◆ Task item: Could you give the records below again exactly as they stand?
*** Exercise inputs
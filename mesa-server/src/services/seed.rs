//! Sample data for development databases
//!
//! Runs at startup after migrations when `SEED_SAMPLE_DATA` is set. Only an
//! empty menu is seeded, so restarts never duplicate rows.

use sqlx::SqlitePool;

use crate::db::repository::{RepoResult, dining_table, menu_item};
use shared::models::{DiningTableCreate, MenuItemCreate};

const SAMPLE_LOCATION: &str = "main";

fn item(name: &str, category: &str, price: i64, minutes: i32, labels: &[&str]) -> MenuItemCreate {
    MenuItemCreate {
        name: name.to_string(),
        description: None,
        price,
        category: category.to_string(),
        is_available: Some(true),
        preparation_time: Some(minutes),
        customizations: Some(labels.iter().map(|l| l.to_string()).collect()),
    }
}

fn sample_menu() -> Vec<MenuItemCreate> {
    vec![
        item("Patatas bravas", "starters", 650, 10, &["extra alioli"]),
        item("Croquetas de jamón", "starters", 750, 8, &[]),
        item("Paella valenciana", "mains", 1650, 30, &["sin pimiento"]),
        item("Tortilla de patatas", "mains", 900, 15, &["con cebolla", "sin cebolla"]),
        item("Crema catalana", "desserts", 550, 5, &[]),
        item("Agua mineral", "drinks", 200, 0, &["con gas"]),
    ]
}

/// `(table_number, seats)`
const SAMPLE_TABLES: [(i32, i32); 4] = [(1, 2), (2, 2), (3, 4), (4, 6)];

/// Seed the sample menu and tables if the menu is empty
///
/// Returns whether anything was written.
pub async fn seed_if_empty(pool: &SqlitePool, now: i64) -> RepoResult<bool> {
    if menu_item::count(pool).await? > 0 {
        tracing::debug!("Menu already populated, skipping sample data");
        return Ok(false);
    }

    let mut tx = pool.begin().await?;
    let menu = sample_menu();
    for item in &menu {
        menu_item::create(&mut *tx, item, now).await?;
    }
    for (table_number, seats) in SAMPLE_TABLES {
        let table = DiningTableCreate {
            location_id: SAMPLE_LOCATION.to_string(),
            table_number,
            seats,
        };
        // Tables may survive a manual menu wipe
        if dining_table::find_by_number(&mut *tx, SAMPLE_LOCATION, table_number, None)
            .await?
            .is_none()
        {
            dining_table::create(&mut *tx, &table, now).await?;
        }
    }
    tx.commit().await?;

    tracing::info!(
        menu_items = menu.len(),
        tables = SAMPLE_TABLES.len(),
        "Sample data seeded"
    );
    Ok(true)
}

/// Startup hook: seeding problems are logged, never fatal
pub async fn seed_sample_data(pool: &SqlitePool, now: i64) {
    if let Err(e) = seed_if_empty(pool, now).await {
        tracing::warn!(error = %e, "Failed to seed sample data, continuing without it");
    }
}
******
◆ Written answer:
filename mesa-server/src/services/seed.rs
//! Sample data for development databases
//!
//! Runs at startup after migrations when `SEED_SAMPLE_DATA` is set. Only an
//! empty menu is seeded, so restarts never duplicate rows.

use sqlx::SqlitePool;

use crate::db::repository::{RepoResult, dining_table, menu_item};
use shared::models::{DiningTableCreate, MenuItemCreate};

const SAMPLE_LOCATION: &str = "main";

fn item(name: &str, category: &str, price: i64, minutes: i32, labels: &[&str]) -> MenuItemCreate {
    MenuItemCreate {
        name: name.to_string(),
        description: None,
        price,
        category: category.to_string(),
        is_available: Some(true),
        preparation_time: Some(minutes),
        customizations: Some(labels.iter().map(|l| l.to_string()).collect()),
    }
}

fn sample_menu() -> Vec<MenuItemCreate> {
    vec![
        item("Patatas bravas", "starters", 650, 10, &["extra alioli"]),
        item("Croquetas de jamón", "starters", 750, 8, &[]),
        item("Paella valenciana", "mains", 1650, 30, &["sin pimiento"]),
        item("Tortilla de patatas", "mains", 900, 15, &["con cebolla", "sin cebolla"]),
        item("Crema catalana", "desserts", 550, 5, &[]),
        item("Agua mineral", "drinks", 200, 0, &["con gas"]),
    ]
}

/// `(table_number, seats)`
const SAMPLE_TABLES: [(i32, i32); 4] = [(1, 2), (2, 2), (3, 4), (4, 6)];

/// Seed the sample menu and tables if the menu is empty
///
/// Returns whether anything was written.
pub async fn seed_if_empty(pool: &SqlitePool, now: i64) -> RepoResult<bool> {
    if menu_item::count(pool).await? > 0 {
        tracing::debug!("Menu already populated, skipping sample data");
        return Ok(false);
    }

    let mut tx = pool.begin().await?;
    let menu = sample_menu();
    for item in &menu {
        menu_item::create(&mut *tx, item, now).await?;
    }
    for (table_number, seats) in SAMPLE_TABLES {
        let table = DiningTableCreate {
            location_id: SAMPLE_LOCATION.to_string(),
            table_number,
            seats,
        };
        // Tables may survive a manual menu wipe
        if dining_table::find_by_number(&mut *tx, SAMPLE_LOCATION, table_number, None)
            .await?
            .is_none()
        {
            dining_table::create(&mut *tx, &table, now).await?;
        }
    }
    tx.commit().await?;

    tracing::info!(
        menu_items = menu.len(),
        tables = SAMPLE_TABLES.len(),
        "Sample data seeded"
    );
    Ok(true)
}

/// Startup hook: seeding problems are logged, never fatal
pub async fn seed_sample_data(pool: &SqlitePool, now: i64) {
    if let Err(e) = seed_if_empty(pool, now).await {
        tracing::warn!(error = %e, "Failed to seed sample data, continuing without it");
    }
}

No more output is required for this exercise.